Sauf les chasseurs, les lignards et quelques mobiles, tous, gardes nationaux ou francs-tireurs, agissaient individuellement et, tout en tiraillant, regagnaient le faubourg Saint-Nicolas et les vieux remparts du temps des ducs de Bourgogne.

Paul resta avec les soldats du 90e : il suivait le sergent comme son ombre. Au moment où ils abandonnaient l’abri du mur de Montmusard, ils se retrouvèrent en plein dans le champ de tir de l’ennemi.

On riposta, tout en reculant d’arbre en arbre, d’abri en abri, et c’est là que l’enfant tira son premier coup de feu.

Il ressentit, en pressant pour la première fois la détente de son arme, une impression aiguë, rapide comme un éclair : ce fut à la fois de la crainte, de la curiosité et aussi une angoisse indicible, en pensant qu’il tirait sur des hommes !

Mais son hésitation fut courte, et, réagissant par un violent effort de volonté, il appuya jusqu’au bout sur la détente et brûla sa première cartouche… en fermant les yeux !

Le choc de la crosse sur son épaule, la détonation qui lui résonna jusque dans le cœur, le flot d’acre fumée qui lui jaillit au visage en rouvrant le « tonnerre » de son chassepot, secouèrent le lycéen qui fut pris d’une véritable griserie ; et Paul se mit à tirer, à tirer, sans même entendre le sergent qui lui disait de temps à autre :

— Pas si vite, garçon !… pas si vite !… Tu te presses trop. Tu n’ajustes pas.

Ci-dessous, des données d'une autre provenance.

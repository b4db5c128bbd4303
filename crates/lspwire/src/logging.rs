use clap::ValueEnum;
use tracing::level_filters::LevelFilter;

#[derive(Copy, Clone, Debug, ValueEnum)]
pub enum LogFormat {
    Text,
    Json,
}

#[derive(Copy, Clone, Debug, PartialEq, Eq, ValueEnum)]
pub enum LogLevel {
    Off,
    Error,
    Warn,
    Info,
    Debug,
    Trace,
}

impl LogLevel {
    pub fn as_filter(self) -> LevelFilter {
        match self {
            LogLevel::Off => LevelFilter::OFF,
            LogLevel::Error => LevelFilter::ERROR,
            LogLevel::Warn => LevelFilter::WARN,
            LogLevel::Info => LevelFilter::INFO,
            LogLevel::Debug => LevelFilter::DEBUG,
            LogLevel::Trace => LevelFilter::TRACE,
        }
    }
}

/// Install the stderr subscriber. stdout stays reserved for command output
/// (and for the wire itself in `echo` mode).
pub fn init_logging(format: LogFormat, level: LogLevel) {
    let builder = tracing_subscriber::fmt()
        .with_writer(std::io::stderr)
        .with_max_level(level.as_filter())
        .with_ansi(false)
        .with_target(false)
        .with_thread_names(true);

    match format {
        LogFormat::Text => {
            let _ = builder.try_init();
        }
        LogFormat::Json => {
            let _ = builder.json().try_init();
        }
    }
}

#[cfg(test)]
mod tests {
    use super::*;

    #[test]
    fn level_filters_line_up() {
        assert_eq!(LogLevel::Off.as_filter(), LevelFilter::OFF);
        assert_eq!(LogLevel::Warn.as_filter(), LevelFilter::WARN);
        assert_eq!(LogLevel::Trace.as_filter(), LevelFilter::TRACE);
    }

    #[test]
    fn level_parses_case_insensitively() {
        assert_eq!(LogLevel::from_str("DEBUG", true).unwrap(), LogLevel::Debug);
        assert!(LogLevel::from_str("verbose", true).is_err());
    }
}
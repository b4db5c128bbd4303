fn main() {
    if let Ok(target) = std::env::var("TARGET") {
        println!("cargo:rustc-env=LSPWIRE_BUILD_TARGET={target}");
    }
    if let Ok(profile) = std::env::var("PROFILE") {
        println!("cargo:rustc-env=LSPWIRE_BUILD_PROFILE={profile}");
    }
    println!("cargo:rerun-if-env-changed=TARGET");
    println!("cargo:rerun-if-env-changed=PROFILE");
}
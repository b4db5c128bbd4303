//! JSON-RPC session over a pair of Content-Length framed byte streams.
//!
//! A [`Session`] owns the outgoing writer, one dispatch thread reading the
//! incoming stream, a table of requests awaiting responses, and a registry
//! of handlers for requests and notifications initiated by the peer. It
//! does not spawn or supervise processes; callers hand it the two streams
//! (or a [`std::process::Child`] with piped stdio).

pub mod config;
pub mod error;
pub mod handler;
mod pending;
pub mod session;
pub mod state;

pub use config::{SessionConfig, CANCEL_REQUEST_METHOD, DEFAULT_MAX_PENDING, DEFAULT_THREAD_NAME};
pub use error::{HandlerError, Result, SessionError};
pub use handler::{Handler, HandlerResult};
pub use session::{PendingRequest, Session};
pub use state::SessionState;
impl Session {
    /// Build a session with default configuration. Nothing is read until
    /// [`start`](Self::start).
    pub fn new<R, W>(reader: R, writer: W) -> Self
    where
        R: Read + Send + 'static,
        W: Write + Send + 'static,
    {
        Self::with_config(reader, writer, SessionConfig::default())
    }

    /// Build a session with explicit configuration.
    pub fn with_config<R, W>(reader: R, writer: W, config: SessionConfig) -> Self
    where
        R: Read + Send + 'static,
        W: Write + Send + 'static,
    {
        let reader: BoxedReader = Box::new(reader);
        let writer: BoxedWriter = Box::new(writer);
        let shared = Shared {
            pending: PendingTable::new(config.max_pending),
            state: Mutex::new(StateCell::new()),
            handlers: HandlerRegistry::default(),
            writer: Mutex::new(Some(FrameWriter::with_config(writer, config.frame.clone()))),
            reader: Mutex::new(Some(FrameReader::with_config(reader, config.frame.clone()))),
            dispatch: Mutex::new(None),
            expiry: Mutex::new(None),
            config,
        };
        Self {
            shared: Arc::new(shared),
        }
    }

    /// Build a session over a spawned child's stdout (incoming) and stdin
    /// (outgoing). Both must have been configured as `Stdio::piped()`.
    pub fn from_child(child: &mut Child) -> Result<Self> {
        Self::from_child_with_config(child, SessionConfig::default())
    }

    pub fn from_child_with_config(child: &mut Child, config: SessionConfig) -> Result<Self> {
        let stdout = child.stdout.take().ok_or(SessionError::MissingStdio("stdout"))?;
        let stdin = match child.stdin.take() {
            Some(stdin) => stdin,
            None => {
                child.stdout = Some(stdout);
                return Err(SessionError::MissingStdio("stdin"));
            }
        };
        debug!(pid = child.id(), "session attached to child process");
        Ok(Self::with_config(stdout, stdin, config))
    }

    /// Spawn the dispatch and expiry threads and move to `Running`.
    pub fn start(&self) -> Result<()> {
        let reader = {
            let mut state = lock(&self.shared.state);
            match state.current() {
                SessionState::Created => {}
                SessionState::Running => return Err(SessionError::AlreadyStarted),
                _ => return Err(SessionError::SessionClosed),
            }
            let Some(reader) = lock(&self.shared.reader).take() else {
                return Err(SessionError::AlreadyStarted);
            };
            state.set(SessionState::Running);
            reader
        };
        info!(state = %SessionState::Running, "session started");

        let shared = Arc::clone(&self.shared);
        let dispatch = thread::Builder::new()
            .name(self.shared.config.thread_name.clone())
            .spawn(move || dispatch_loop(shared, reader));
        match dispatch {
            Ok(handle) => *lock(&self.shared.dispatch) = Some(handle),
            Err(err) => {
                self.shared.fail(&format!("failed to spawn dispatch thread: {err}"));
                return Err(SessionError::Spawn(err));
            }
        }

        let shared = Arc::clone(&self.shared);
        let expiry = thread::Builder::new()
            .name(format!("{}-expiry", self.shared.config.thread_name))
            .spawn(move || expiry_loop(shared));
        match expiry {
            Ok(handle) => {
                *lock(&self.shared.expiry) = Some(handle);
                Ok(())
            }
            Err(err) => {
                self.shared.fail(&format!("failed to spawn expiry thread: {err}"));
                Err(SessionError::Spawn(err))
            }
        }
    }

    /// Send a request and block until its response, the timeout, or the end
    /// of the session.
    ///
    /// Must not be called from inside a handler: the response could only be
    /// delivered by the dispatch thread that the handler is blocking.
    pub fn request(&self, method: &str, params: Option<Value>, timeout: Duration) -> Result<Value> {
        self.send_request(method, params, Some(timeout))?.wait()
    }

    /// Typed variant of [`request`](Self::request).
    pub fn call<P, R>(&self, method: &str, params: &P, timeout: Duration) -> Result<R>
    where
        P: Serialize,
        R: DeserializeOwned,
    {
        let params = match serde_json::to_value(params)? {
            Value::Null => None,
            value => Some(value),
        };
        let result = self.request(method, params, timeout)?;
        Ok(serde_json::from_value(result)?)
    }

    /// Send a request without waiting for the response.
    ///
    /// The returned handle resolves exactly once. `timeout` is measured from
    /// now; `None` waits until a response or the end of the session. Once
    /// the deadline passes the request is removed and resolves with
    /// `Timeout` even if nobody is waiting, and a later response is dropped.
    pub fn send_request(
        &self,
        method: &str,
        params: Option<Value>,
        timeout: Option<Duration>,
    ) -> Result<PendingRequest> {
        self.shared.ensure_running()?;

        let deadline = timeout.map(Deadline::after);
        let (id, rx) = self.shared.pending.register(method, deadline)?;
        let message = Message::request(id.clone(), method, params);

        if let Err(err) = self.shared.write(&message) {
            self.shared.pending.remove(&id);
            return Err(err);
        }
        debug!(id = %id, method, "request sent");

        Ok(PendingRequest {
            id,
            method: method.to_string(),
            rx,
            deadline,
            shared: Arc::clone(&self.shared),
            settled: false,
        })
    }

    /// Send a notification. Nothing is returned by the peer.
    pub fn notify(&self, method: &str, params: Option<Value>) -> Result<()> {
        self.shared.ensure_running()?;
        self.shared.write(&Message::notification(method, params))?;
        debug!(method, "notification sent");
        Ok(())
    }

    /// Register the handler for incoming requests and notifications named
    /// exactly `method`. A later registration replaces an earlier one.
    pub fn register_handler<F>(&self, method: impl Into<String>, handler: F)
    where
        F: Fn(Option<Value>) -> HandlerResult + Send + Sync + 'static,
    {
        let handler: Arc<dyn Handler> = Arc::new(handler);
        let method = method.into();
        if self.shared.handlers.register(method.clone(), handler) {
            debug!(method = %method, "handler replaced");
        }
    }

    /// Remove a handler. Returns whether one was registered.
    pub fn unregister_handler(&self, method: &str) -> bool {
        self.shared.handlers.unregister(method)
    }

    /// Stop the session.
    ///
    /// Every outstanding request resolves with `SessionClosed` before this
    /// returns, new requests are refused, and the outgoing stream is
    /// dropped so the peer sees end of input. Idempotent.
    ///
    /// The incoming stream is not closed here. A started session's dispatch
    /// thread stays blocked in `read` until the peer closes its side, then
    /// releases the reader; use [`join`](Self::join) to wait for that. A
    /// session that was never started drops its reader immediately.
    ///
    /// Dropping every `Session` handle without calling this leaves the
    /// outgoing stream open, so a child worker never sees end of input.
    pub fn shutdown(&self) {
        let was_created = {
            let mut state = lock(&self.shared.state);
            let current = state.current();
            match current {
                SessionState::Created | SessionState::Running => {
                    state.set(SessionState::ShuttingDown);
                    current == SessionState::Created
                }
                _ => return,
            }
        };
        info!(state = %SessionState::ShuttingDown, "session shutting down");

        let drained = self.shared.pending.close();
        if !drained.is_empty() {
            debug!(count = drained.len(), "resolving pending requests with session closed");
        }
        for (_, entry) in drained {
            entry.complete(Err(SessionError::SessionClosed));
        }

        lock(&self.shared.writer).take();
        if was_created {
            lock(&self.shared.reader).take();
        }

        lock(&self.shared.state).set(SessionState::Closed);
        info!(state = %SessionState::Closed, "session closed");
    }

    pub fn state(&self) -> SessionState {
        lock(&self.shared.state).current()
    }

    /// Receive every state transition from now on. The stream ends once the
    /// session reaches `Closed` or `Failed`.
    pub fn subscribe(&self) -> Receiver<SessionState> {
        lock(&self.shared.state).subscribe()
    }

    /// Ids of requests still waiting for a response.
    pub fn pending_ids(&self) -> Vec<RequestId> {
        self.shared.pending.ids()
    }

    pub fn config(&self) -> &SessionConfig {
        &self.shared.config
    }

    /// Wait for the session's threads to finish.
    ///
    /// The dispatch thread ends when the incoming stream reaches end of
    /// input, so this blocks until the peer closes its side.
    pub fn join(&self) {
        let dispatch = lock(&self.shared.dispatch).take();
        if let Some(handle) = dispatch {
            if handle.join().is_err() {
                warn!("dispatch thread panicked");
            }
        }
        let expiry = lock(&self.shared.expiry).take();
        if let Some(handle) = expiry {
            if handle.join().is_err() {
                warn!("expiry thread panicked");
            }
        }
    }
}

Cependant, comme on arrivait tout à fait à l’angle du mur, une troupe de gardes nationaux les rejoignit, et Paul eut un sursaut en s’entendant appeler par son nom.

Il se retourna et reconnut M. Cave, son professeur de physique au lycée.

Tout jeune encore, d’un visage doux et régulier, encadré de favoris noirs, M. Cave, qui cependant laissait à son logis ses deux petites filles, toutes petites, n’avait pas hésité à faire son devoir de soldat ; il avait pris son vieux fusil de garde national et s’était, comme tant d’autres, porté au-devant de l’ennemi.

— Malheureux enfant ! cria-t-il, que faites-vous ici ? Votre pauvre oncle est fou de douleur ! Rentrez vite !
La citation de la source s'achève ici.